## EXERCISE DIRECTIONS
Go line by line through the records and tally those that include "Option". Respond with the tally only.

## THE DATA
==================================================
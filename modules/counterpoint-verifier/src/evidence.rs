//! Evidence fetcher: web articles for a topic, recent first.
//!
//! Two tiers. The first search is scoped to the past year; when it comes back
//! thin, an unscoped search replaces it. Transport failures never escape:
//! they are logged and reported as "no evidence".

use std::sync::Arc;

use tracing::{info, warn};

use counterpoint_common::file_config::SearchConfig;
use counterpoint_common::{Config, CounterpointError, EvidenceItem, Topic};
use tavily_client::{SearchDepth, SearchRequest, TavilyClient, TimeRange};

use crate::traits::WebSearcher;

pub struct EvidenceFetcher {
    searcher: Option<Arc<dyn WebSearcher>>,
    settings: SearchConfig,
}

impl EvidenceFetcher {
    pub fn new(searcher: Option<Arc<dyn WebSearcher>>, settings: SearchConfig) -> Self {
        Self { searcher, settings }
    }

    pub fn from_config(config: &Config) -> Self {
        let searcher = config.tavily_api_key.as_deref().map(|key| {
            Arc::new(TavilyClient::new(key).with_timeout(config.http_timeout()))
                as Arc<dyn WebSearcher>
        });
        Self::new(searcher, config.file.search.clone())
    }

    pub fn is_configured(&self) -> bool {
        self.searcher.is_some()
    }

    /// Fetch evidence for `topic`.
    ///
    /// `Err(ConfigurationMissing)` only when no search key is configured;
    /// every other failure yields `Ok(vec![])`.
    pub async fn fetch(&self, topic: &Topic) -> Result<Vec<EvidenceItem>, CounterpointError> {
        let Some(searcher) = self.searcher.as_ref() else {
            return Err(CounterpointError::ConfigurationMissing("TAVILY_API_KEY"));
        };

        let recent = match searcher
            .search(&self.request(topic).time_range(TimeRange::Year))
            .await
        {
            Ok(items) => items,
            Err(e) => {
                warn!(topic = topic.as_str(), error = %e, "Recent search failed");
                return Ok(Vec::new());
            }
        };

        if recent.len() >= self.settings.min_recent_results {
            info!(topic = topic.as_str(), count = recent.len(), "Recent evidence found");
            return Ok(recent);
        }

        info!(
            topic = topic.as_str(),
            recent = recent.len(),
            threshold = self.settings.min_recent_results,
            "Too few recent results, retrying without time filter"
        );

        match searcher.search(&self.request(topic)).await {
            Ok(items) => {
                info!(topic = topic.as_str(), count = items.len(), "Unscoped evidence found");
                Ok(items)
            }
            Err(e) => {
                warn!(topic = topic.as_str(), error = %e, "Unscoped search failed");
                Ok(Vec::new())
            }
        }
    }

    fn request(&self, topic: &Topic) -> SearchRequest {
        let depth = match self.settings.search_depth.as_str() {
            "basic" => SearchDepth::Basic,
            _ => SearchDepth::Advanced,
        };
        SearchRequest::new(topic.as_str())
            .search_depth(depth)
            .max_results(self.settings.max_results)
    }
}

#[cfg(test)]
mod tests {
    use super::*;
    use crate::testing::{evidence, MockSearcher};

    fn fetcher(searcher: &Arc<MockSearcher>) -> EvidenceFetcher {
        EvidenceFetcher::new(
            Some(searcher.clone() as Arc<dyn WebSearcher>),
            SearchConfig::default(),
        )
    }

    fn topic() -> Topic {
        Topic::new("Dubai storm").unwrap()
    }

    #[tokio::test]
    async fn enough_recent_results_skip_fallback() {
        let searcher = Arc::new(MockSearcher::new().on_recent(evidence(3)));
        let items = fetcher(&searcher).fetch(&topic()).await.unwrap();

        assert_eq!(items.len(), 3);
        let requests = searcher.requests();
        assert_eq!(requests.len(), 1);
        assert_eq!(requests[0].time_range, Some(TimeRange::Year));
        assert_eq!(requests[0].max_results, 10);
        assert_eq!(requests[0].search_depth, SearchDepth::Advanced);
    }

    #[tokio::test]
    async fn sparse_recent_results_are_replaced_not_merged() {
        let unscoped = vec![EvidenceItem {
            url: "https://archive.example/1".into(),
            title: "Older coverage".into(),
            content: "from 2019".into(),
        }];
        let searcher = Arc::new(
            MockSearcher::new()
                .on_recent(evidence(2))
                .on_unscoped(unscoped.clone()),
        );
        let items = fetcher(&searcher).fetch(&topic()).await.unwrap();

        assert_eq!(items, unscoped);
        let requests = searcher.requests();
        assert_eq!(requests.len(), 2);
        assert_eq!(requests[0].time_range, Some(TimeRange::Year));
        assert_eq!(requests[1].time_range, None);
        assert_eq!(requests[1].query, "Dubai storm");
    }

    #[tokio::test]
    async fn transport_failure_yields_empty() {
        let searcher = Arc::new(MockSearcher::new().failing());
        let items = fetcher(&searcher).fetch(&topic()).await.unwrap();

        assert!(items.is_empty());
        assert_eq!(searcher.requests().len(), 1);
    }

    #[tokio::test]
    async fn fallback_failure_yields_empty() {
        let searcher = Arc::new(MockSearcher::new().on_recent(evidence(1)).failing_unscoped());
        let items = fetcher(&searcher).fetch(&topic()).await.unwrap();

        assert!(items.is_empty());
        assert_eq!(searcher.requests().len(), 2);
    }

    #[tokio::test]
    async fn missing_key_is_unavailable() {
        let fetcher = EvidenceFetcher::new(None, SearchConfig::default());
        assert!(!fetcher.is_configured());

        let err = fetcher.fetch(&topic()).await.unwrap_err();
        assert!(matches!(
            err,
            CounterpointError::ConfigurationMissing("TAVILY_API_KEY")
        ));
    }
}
==================================================
## EXERCISE RESPONSE
2